Helldivers 2 Will Keep Going Forever With Help Of Automation, CEO Says
"We don't want to screw you guys over," Arrowhead CEO told fans.
The hype around Helldivers 2 is far from over. With hundreds of thousands of players dropping in daily, developer Arrowhead Studios will likely support this game and its active community for years to come. But in the far-flung, distant future where Arrowhead does have to step away from the game, CEO Johan Pilestedt said he has a contingency plan.
In a series of responses to fans in the Helldivers 2 Discord, Pilestedt addressed several concerns from fans still skeptical, following the controversial PSN account mandate PlayStation proposed to the Helldivers community earlier this month and the subsequent walk-back a few days later.
Asked if players in regions where Helldivers 2 was almost permanently delisted would ever lose access to the game, he said plainly: “If you have bought the game you will be able to play forever.”
When another player followed up with a question about what forever really means, considering that even some popular games eventually lose continued support, Pilestedt clarified.
“Forever if I get to choose,” he said. “Even if we were to sunset the game. We would build automation on the gamemaster and other features. We don't want to screw you guys over.”
As it stands right now, the ongoing conflict that drives the Helldivers' indefinite mission is run by a sadistic, real-life gamemaster named Joel. Joel’s ability to respond to players in real-time is a major part of what makes Helldivers 2 tick, and now Pilestedt is suggesting he could one day run on AI.
It’s an intriguing promise from the developer’s CEO, who has been refreshingly transparent about ongoing support for the game, and even the recent PSN requirement debacle. Live service games, particularly in their waning days, are not known for getting indefinite support from developers and publishers. These types of games are notoriously expensive to keep going thanks to server upkeep costs and the price of creating new content drops for periodic updates. Arrowhead did not immediately respond to a request for comment.

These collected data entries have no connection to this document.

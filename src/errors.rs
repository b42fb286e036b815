use axum::{
    Json,
    http::StatusCode,
    response::{IntoResponse, Response},
};
use serde_json::json;
use std::fmt;

/// A lightweight wrapper for general errors that keeps the message local.
#[derive(Debug)]
pub struct AppError {
    pub status: StatusCode,
    pub message: String,
}

impl AppError {
    /// Create a new AppError with a specific status and message.
    pub fn new(status: StatusCode, msg: impl Into<String>) -> Self {
        Self {
            status,
            message: msg.into(),
        }
    }

    /// Shortcut for a 500 Internal Server Error
    pub fn internal(msg: impl Into<String>) -> Self {
        Self::new(StatusCode::INTERNAL_SERVER_ERROR, msg)
    }

    /// Shortcut for 404 Not Found
    pub fn not_found(msg: impl Into<String>) -> Self {
        Self::new(StatusCode::NOT_FOUND, msg)
    }

    /// Shortcut for 400 Bad Request
    pub fn bad_request(msg: impl Into<String>) -> Self {
        Self::new(StatusCode::BAD_REQUEST, msg)
    }
}

impl fmt::Display for AppError {
    fn fmt(&self, f: &mut fmt::Formatter<'_>) -> fmt::Result {
        write!(f, "{}", self.message)
    }
}

impl std::error::Error for AppError {}

impl IntoResponse for AppError {
    fn into_response(self) -> Response {
        let body = Json(json!({
            "error": self.message,
            "status": self.status.as_u16()
        }));

        (self.status, body).into_response()
    }
}

impl From<anyhow::Error> for AppError {
    fn from(err: anyhow::Error) -> Self {
        AppError::internal(err.to_string())
    }
}

impl From<crate::services::catalog_service::CatalogError> for AppError {
    fn from(err: crate::services::catalog_service::CatalogError) -> Self {
        use crate::services::catalog_service::CatalogError::*;
        match err {
            CourseNotFound(_) | TermNotFound(_) | OfferingNotFound(_) | ModuleNotFound(_)
            | UserNotFound(_) => AppError::not_found(err.to_string()),
            DuplicateCourseCode(_) | DuplicateOffering | AlreadyEnrolled | PositionTaken(_) => {
                AppError::new(StatusCode::CONFLICT, err.to_string())
            }
            Sqlx(_) | Io(_) => AppError::internal(err.to_string()),
        }
    }
}

impl From<crate::services::content_service::ContentError> for AppError {
    fn from(err: crate::services::content_service::ContentError) -> Self {
        use crate::services::content_service::ContentError::*;
        match err {
            ModuleNotFound(_) | ContentNotFound(_) | PayloadNotFound(_) | OfferingNotFound(_) => {
                AppError::not_found(err.to_string())
            }
            Sqlx(_) | Io(_) => AppError::internal(err.to_string()),
        }
    }
}

impl From<crate::services::accessibility_service::ProfileError> for AppError {
    fn from(err: crate::services::accessibility_service::ProfileError) -> Self {
        use crate::services::accessibility_service::ProfileError::*;
        match err {
            UserNotFound(_) => AppError::not_found(err.to_string()),
            FontSizeOutOfRange(_) => AppError::bad_request(err.to_string()),
            Sqlx(_) => AppError::internal(err.to_string()),
        }
    }
}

While the term automation has become conflated with the hot-button term “artificial intelligence” in today’s current landscape of games, what Pilestedt is suggesting isn’t something that’s meant to replace any of the creatives who currently working on the game.
The idea of using a kind of AI director to keep the galactic conflict going long after Joel and the rest of the game’s developers move on to other projects isn’t far removed from the automated, reactive intelligence that made classics like Valve’s Left 4 Dead so great. Of course, an AI keeping track of a large galactic battle and altering the stakes of players' efforts accordingly might be a tad more complex than deciding where to spawn a horde of zombies, especially if they’d like to retain the evolving story aspect of the game. But Pilestedt’s suggestion seems like the perfect use case for this ever-evolving technology.
If this does happen, there is one element of the game that will likely fall by the wayside: its ever-relevant, hilarious writing about the soldiers who put their lives on the line across the many chaotic battlefronts in Super-Earth’s solar system.
“The thing that I don't know about AI is its ability to communicate themes,” former Helldivers 2 lead writer Russ Nickel told Inverse earlier this month. “The satire, the fact that we're trying to teach people important lessons about the modern world and what it is to be human. If AI generates text, will the themes actually be in there?”
“I've seen good writing from AI, but only at the surface level,” he concluded.
Arrowhead’s Plan B aside, Helldivers 2 has a long way to go before that’s a concern for the Sweden-based developer. The game recently surpassed 12 million copies sold in 12 weeks, surpassing 2022’s GoW: Ragnarok as PlayStation’s fastest-selling first-party title.